High glucose enhances store-operated calcium entry by upregulating ORAI/STIM via calcineurin-NFAT signalling.

ABSTRACT

UNLABELLED ORAI and stromal interaction molecule (STIM) are store-operated channel molecules that play essential roles in human physiology through a coupling mechanism of internal Ca(2+) store to Ca(2+) influx. However, the roles of ORAI and STIM in vascular endothelial cells under diabetic conditions remain unknown. Here, we investigated expression and signalling pathways of ORAI and STIM regulated by high glucose or hyperglycaemia using in vitro cell models, in vivo diabetic mice and tissues from patients. We found that ORAI1-3 and STIM1-2 were ubiquitously expressed in human vasculatures. Their expression was upregulated by chronic treatment with high glucose (HG, 25 mM D-glucose), which was accompanied by enhanced store-operated Ca(2+) influx in vascular endothelial cells.
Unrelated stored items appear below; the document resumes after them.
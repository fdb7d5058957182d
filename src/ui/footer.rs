use ratatui::layout::{Alignment, Rect};
use ratatui::style::{Modifier, Style};
use ratatui::text::{Line, Span};
use ratatui::widgets::{Block, Borders, Paragraph};

use crate::catalog::Route;
use crate::ui::theme::Palette;

const VERSION: &str = env!("CARGO_PKG_VERSION");

pub struct Footer;

impl Default for Footer {
    fn default() -> Self {
        Self::new()
    }
}

impl Footer {
    pub fn new() -> Self {
        Self
    }

    pub fn hints(route: Route) -> &'static str {
        match route {
            Route::Landing => {
                " ↑/↓: Select │ Enter: Open │ Tab/0-3: Filter │ Ctrl+T: Theme │ q: Quit"
            }
            Route::DebounceSearch => {
                " Type to search │ Ctrl+U: Clear │ Esc: Back │ Ctrl+T: Theme │ Ctrl+Q: Quit"
            }
            Route::InfiniteScroll => {
                " ↑/↓/PgUp/PgDn: Scroll │ Home/End │ Esc: Back │ Ctrl+T: Theme │ Ctrl+Q: Quit"
            }
        }
    }

    pub fn widget(
        &self,
        area: Rect,
        palette: &Palette,
        route: Route,
        notice: Option<&str>,
    ) -> Paragraph<'static> {
        let hints = notice.map_or_else(|| Self::hints(route).to_string(), |n| format!(" {n}"));
        let version = format!("v{} ", VERSION);

        // Padding by char count, not byte count
        let hints_width = hints.chars().count();
        let version_width = version.chars().count();
        let content_width = area.width.saturating_sub(2) as usize;
        let padding = content_width
            .saturating_sub(hints_width)
            .saturating_sub(version_width);

        let text_style = Style::default().fg(palette.text).add_modifier(Modifier::DIM);
        let hints_style = if notice.is_some() {
            Style::default().fg(palette.accent)
        } else {
            text_style
        };

        let line = Line::from(vec![
            Span::styled(hints, hints_style),
            Span::styled(" ".repeat(padding), text_style),
            Span::styled(version, text_style),
        ]);

        Paragraph::new(line)
            .style(Style::default().bg(palette.background))
            .alignment(Alignment::Left)
            .block(
                Block::default()
                    .borders(Borders::ALL)
                    .border_style(Style::default().fg(palette.border)),
            )
    }
}
//! Terminal front end: pages, input, drawing, and the event loop.

pub mod app;
pub mod events;
pub mod footer;
pub mod header;
pub mod input;
pub mod landing;
pub mod layout;
pub mod mvi;
pub mod render;
pub mod runtime;
pub mod scroll_page;
pub mod search_page;
pub mod terminal_guard;
pub mod theme;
The increased expression was also observed in the aortae from genetically modified Akita diabetic mice (C57BL/6-Ins2(Akita)/J) and streptozocin-induced diabetic mice, and aortae from diabetic patients. HG-induced upregulation of ORAI and STIM genes was prevented by the calcineurin inhibitor cyclosporin A and NFATc3 siRNA. Additionally, in vivo treatment with the nuclear factor of activated T cells (NFAT) inhibitor A-285222 prevented the gene upregulation in Akita mice. However, HG had no direct effects on ORAI1-3 currents and the channel activation process through cytosolic STIM1 movement in the cells co-expressing STIM1-EYFP/ORAIs. We concluded that upregulation of STIM/ORAI through Ca(2+)-calcineurin-NFAT pathway is a novel mechanism causing abnormal Ca(2+) homeostasis and endothelial dysfunction under hyperglycaemia. KEY MESSAGE ORAI1-3 and STIM1-2 are ubiquitously expressed in vasculatures and upregulated by high glucose. Increased expression is confirmed in Akita (Ins2(Akita)/J) and STZ diabetic mice and patients. Upregulation mechanism is mediated by Ca(2+)/calcineurin/NFATc3 signalling. High glucose has no direct effects on ORAI1-3 channel activity and channel activation process.